Services with serverless backends

A service can be defined using serverless backends. The backend in the producer environment can be organized in a Serverless NEG as a backend to a load balancer. This service can be published using Private Service Connect by creating a service attachment that's associated with the frontend of the producer load balancer. The published service can be consumed through Private Service Connect endpoints or Private Service Connect backends. If the service requires producer-initiated connections, you can use a Serverless VPC Access connector to let Cloud Run, App Engine standard, and Cloud Functions environments send packets to the internal IPv4 addresses of resources in a VPC network. Serverless VPC Access also supports sending packets to other networks connected to the selected VPC network.

Methods for accessing services privately

Your application can consist of managed services provided by Google, third-party services provided by outside vendors or peer groups in your organization, and services that your team develops. Some of those services might be accessible over the internet using public IP addresses. This section describes the methods you can use to access those services using the private network. The following service types exist:

Google public APIs
Google serverless APIs
Published managed services from Google
Published managed services from vendors and peers
Your published services

Keep these options in mind when reading subsequent sections.

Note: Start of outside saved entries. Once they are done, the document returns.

use std::sync::Arc;

use tracing::{info, warn};

use crate::api::health::HealthState;
use crate::config::BURST_WINDOW_SECS;
use crate::db::{AnomalyStore, SignalStore};
use crate::error::Result;
use crate::escalation::Escalator;
use crate::feed::MarketFeed;
use crate::history::MoodHistory;
use crate::rules::classifier::classify;
use crate::rules::engine::{self, BurstCounts, RuleThresholds};
use crate::rules::mood::build_snapshot;
use crate::state::SnapshotStore;
use crate::types::{AnomalyEvent, Trend};

/// One full acquisition → classification → escalation pass. The scheduler
/// drives this through the trait so its loop can be tested without feeds
/// or a database.
#[async_trait::async_trait]
pub trait PollCycle: Send + Sync {
    async fn run_cycle(&self) -> Result<CycleReport>;
}

/// What one cycle did, for the loop log and for tests.
#[derive(Debug, Clone, Copy)]
pub struct CycleReport {
    pub mood_index: f64,
    pub trend: Trend,
    pub new_events: u64,
    pub signals_created: u32,
    pub signals_deduped: u32,
    pub degraded: bool,
}

pub struct MonitorPipeline {
    feed: Arc<MarketFeed>,
    snapshots: Arc<SnapshotStore>,
    signals: Arc<SignalStore>,
    anomalies: Arc<AnomalyStore>,
    escalator: Arc<Escalator>,
    history: MoodHistory,
    thresholds: RuleThresholds,
    trend_band: f64,
    health: Arc<HealthState>,
}

impl MonitorPipeline {
    #[allow(clippy::too_many_arguments)]
    pub fn new(
        feed: Arc<MarketFeed>,
        snapshots: Arc<SnapshotStore>,
        signals: Arc<SignalStore>,
        anomalies: Arc<AnomalyStore>,
        escalator: Arc<Escalator>,
        history: MoodHistory,
        thresholds: RuleThresholds,
        trend_band: f64,
        health: Arc<HealthState>,
    ) -> Self {
        Self {
            feed,
            snapshots,
            signals,
            anomalies,
            escalator,
            history,
            thresholds,
            trend_band,
            health,
        }
    }

    /// Clock-injected cycle body. The dedup window and burst window both
    /// run off `now`, so tests can step time instead of sleeping.
    pub async fn run_cycle_at(&self, now: i64) -> Result<CycleReport> {
        let (sentiment, sentiment_degraded) = self.feed.sentiment().await;
        let (breadth, breadth_degraded) = self.feed.breadth().await;
        let (raw_anomalies, anomalies_degraded) = self.feed.anomalies().await;

        // Classify the intraday stream; rows missing identity fields are
        // skipped without aborting the batch.
        let trade_date = chrono::Utc::now().format("%Y%m%d").to_string();
        let events: Vec<AnomalyEvent> = raw_anomalies
            .iter()
            .filter_map(|raw| classify(raw, &trade_date))
            .collect();
        let skipped = raw_anomalies.len() - events.len();
        if skipped > 0 {
            warn!(skipped, "dropped unclassifiable anomaly rows");
        }
        let new_events = self.anomalies.record_batch_at(&events, now).await?;

        // The snapshot trends against the last *persisted* mood, so the
        // comparison survives restarts.
        let prev_mood = self.history.load();
        let degraded = sentiment_degraded || breadth_degraded;
        let snapshot = build_snapshot(
            &sentiment,
            &breadth,
            prev_mood,
            self.trend_band,
            degraded,
            now,
        );

        let since = now - BURST_WINDOW_SECS;
        let bursts = BurstCounts {
            rockets: self
                .anomalies
                .count_since(crate::types::AnomalyKind::Rocket, since)
                .await?,
            dives: self
                .anomalies
                .count_since(crate::types::AnomalyKind::Dive, since)
                .await?,
        };

        let drafts = engine::evaluate(&snapshot, &bursts, &self.thresholds);

        let mood = snapshot.mood_index;
        let trend = snapshot.trend;
        self.snapshots.publish(snapshot).await;
        if let Err(e) = self.history.save(mood, now) {
            warn!(path = %self.history.path().display(), "failed to save mood history: {e}");
        }

        let mut created = 0u32;
        let mut deduped = 0u32;
        for draft in &drafts {
            let (signal, is_new) = self.signals.create_at(draft, now).await?;
            if is_new {
                created += 1;
                self.escalator.dispatch(&signal);
            } else {
                deduped += 1;
            }
        }

        self.health.record_cycle(now, degraded || anomalies_degraded);

        let report = CycleReport {
            mood_index: mood,
            trend,
            new_events,
            signals_created: created,
            signals_deduped: deduped,
            degraded,
        };
        info!(
            mood = report.mood_index,
            trend = %report.trend,
            new_events = report.new_events,
            signals = report.signals_created,
            deduped = report.signals_deduped,
            degraded = report.degraded,
            "monitor cycle complete"
        );
        Ok(report)
    }
}

#[async_trait::async_trait]
impl PollCycle for MonitorPipeline {
    async fn run_cycle(&self) -> Result<CycleReport> {
        self.run_cycle_at(chrono::Utc::now().timestamp()).await
    }
}

// ---------------------------------------------------------------------------
// Tests
// ---------------------------------------------------------------------------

Depending on how you allocate your services, you can use one or more of the private access options described.

The organization (or group within an organization) that assembles, publishes, and manages a service is referred to as the service producer. You and your application are referred to as the service consumer.

Some managed services are published exclusively using private services access. The network designs recommended in Internal connectivity and VPC networking accommodate services published with private service access and Private Service Connect.

For an overview of the options for accessing services privately, see Private access options for services.

We recommend using Private Service Connect to connect to managed services whenever possible. For more information on deployment patterns for Private Service Connect, see Private Service Connect deployment patterns.

There are two types of Private Service Connect, and the different services can be published as either type:

Services published as Private Service Connect endpoints can be consumed directly by other workloads. The services rely on the authentication and resiliency provisioned by the producer of the service. If you want additional control over the service authentication and resiliency, you can use Private Service Connect backends to add a layer of load balancing for authentication and resiliency in the consumer network.

The following diagram shows services being accessed through Private Service Connect endpoints:

Accessing services through Private Service Connect endpoints.

The diagram shows the following pattern:

A Private Service Connect endpoint is deployed in the consumer VPC, which makes the producer service available to VMs and GKE nodes.
Both the consumer and producer networks must be deployed in the same region.

The preceding diagram shows endpoints as regional resources. Endpoints are reachable from other regions because of global access.

For more information on deployment patterns, see Private Service Connect deployment patterns.

Private Service Connect backends use a load balancer configured with Private Service Connect network endpoint group (NEG) backends. For a list of supported load balancers, see About Private Service Connect backends.

Private Service Connect backends let you create the following backend configurations:

Customer-owned domains and certificates in front of managed services
Consumer-controlled failover between managed services in different regions
Centralized security configuration and access control for managed services

In the following diagram, the global load balancer uses a Private Service Connect NEG as a backend that establishes communication to the service provider. No further networking configuration is required and the data is carried over Google's SDN fabric.

Global load balancer using network endpoint group.

Most services are designed for connections that the consumer initiates. When services need to initiate connections from the producer, use Private Service Connect interfaces.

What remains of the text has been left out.